• **TASK TO CARRY OUT**
Nothing but the data below, returned exactly, should appear in the answer.

(Stored data entries)
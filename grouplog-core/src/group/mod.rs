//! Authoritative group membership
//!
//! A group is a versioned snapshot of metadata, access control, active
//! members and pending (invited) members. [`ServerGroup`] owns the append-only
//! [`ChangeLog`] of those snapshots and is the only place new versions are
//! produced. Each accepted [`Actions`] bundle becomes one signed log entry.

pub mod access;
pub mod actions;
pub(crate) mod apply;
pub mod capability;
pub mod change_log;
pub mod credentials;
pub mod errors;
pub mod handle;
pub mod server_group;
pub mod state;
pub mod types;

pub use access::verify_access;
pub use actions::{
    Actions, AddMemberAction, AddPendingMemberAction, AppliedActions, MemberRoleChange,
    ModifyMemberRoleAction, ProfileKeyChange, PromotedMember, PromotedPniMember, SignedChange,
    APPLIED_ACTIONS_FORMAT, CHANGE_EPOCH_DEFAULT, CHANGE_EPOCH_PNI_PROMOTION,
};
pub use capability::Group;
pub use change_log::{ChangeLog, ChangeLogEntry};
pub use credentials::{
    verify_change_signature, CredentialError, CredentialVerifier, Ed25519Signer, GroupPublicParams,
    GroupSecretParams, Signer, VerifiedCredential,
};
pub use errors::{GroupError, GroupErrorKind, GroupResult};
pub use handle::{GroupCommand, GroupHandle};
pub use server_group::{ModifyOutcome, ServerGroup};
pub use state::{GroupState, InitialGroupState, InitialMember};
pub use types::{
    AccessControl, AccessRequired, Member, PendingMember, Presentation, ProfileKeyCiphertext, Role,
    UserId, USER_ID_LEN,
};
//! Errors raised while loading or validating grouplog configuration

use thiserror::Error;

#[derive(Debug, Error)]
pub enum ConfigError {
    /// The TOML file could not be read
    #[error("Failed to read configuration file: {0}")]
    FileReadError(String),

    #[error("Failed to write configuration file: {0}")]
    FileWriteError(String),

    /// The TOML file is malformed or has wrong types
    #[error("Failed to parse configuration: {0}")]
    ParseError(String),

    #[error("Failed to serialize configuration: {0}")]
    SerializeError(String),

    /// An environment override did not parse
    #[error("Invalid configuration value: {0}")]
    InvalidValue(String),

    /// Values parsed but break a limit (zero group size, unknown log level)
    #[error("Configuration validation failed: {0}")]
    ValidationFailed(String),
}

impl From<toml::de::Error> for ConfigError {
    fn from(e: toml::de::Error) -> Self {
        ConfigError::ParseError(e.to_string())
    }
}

• **OUTPUT FOR THIS EXERCISE**
filename grouplog-core/src/group/mod.rs
//! Authoritative group membership
//!
//! A group is a versioned snapshot of metadata, access control, active
//! members and pending (invited) members. [`ServerGroup`] owns the append-only
//! [`ChangeLog`] of those snapshots and is the only place new versions are
//! produced. Each accepted [`Actions`] bundle becomes one signed log entry.

pub mod access;
pub mod actions;
pub(crate) mod apply;
pub mod capability;
pub mod change_log;
pub mod credentials;
pub mod errors;
pub mod handle;
pub mod server_group;
pub mod state;
pub mod types;

pub use access::verify_access;
pub use actions::{
    Actions, AddMemberAction, AddPendingMemberAction, AppliedActions, MemberRoleChange,
    ModifyMemberRoleAction, ProfileKeyChange, PromotedMember, PromotedPniMember, SignedChange,
    APPLIED_ACTIONS_FORMAT, CHANGE_EPOCH_DEFAULT, CHANGE_EPOCH_PNI_PROMOTION,
};
pub use capability::Group;
pub use change_log::{ChangeLog, ChangeLogEntry};
pub use credentials::{
    verify_change_signature, CredentialError, CredentialVerifier, Ed25519Signer, GroupPublicParams,
    GroupSecretParams, Signer, VerifiedCredential,
};
pub use errors::{GroupError, GroupErrorKind, GroupResult};
pub use handle::{GroupCommand, GroupHandle};
pub use server_group::{ModifyOutcome, ServerGroup};
pub use state::{GroupState, InitialGroupState, InitialMember};
pub use types::{
    AccessControl, AccessRequired, Member, PendingMember, Presentation, ProfileKeyCiphertext, Role,
    UserId, USER_ID_LEN,
};
//! Errors raised while loading or validating grouplog configuration

use thiserror::Error;

#[derive(Debug, Error)]
pub enum ConfigError {
    /// The TOML file could not be read
    #[error("Failed to read configuration file: {0}")]
    FileReadError(String),

    #[error("Failed to write configuration file: {0}")]
    FileWriteError(String),

    /// The TOML file is malformed or has wrong types
    #[error("Failed to parse configuration: {0}")]
    ParseError(String),

    #[error("Failed to serialize configuration: {0}")]
    SerializeError(String),

    /// An environment override did not parse
    #[error("Invalid configuration value: {0}")]
    InvalidValue(String),

    /// Values parsed but break a limit (zero group size, unknown log level)
    #[error("Configuration validation failed: {0}")]
    ValidationFailed(String),
}

impl From<toml::de::Error> for ConfigError {
    fn from(e: toml::de::Error) -> Self {
        ConfigError::ParseError(e.to_string())
    }
}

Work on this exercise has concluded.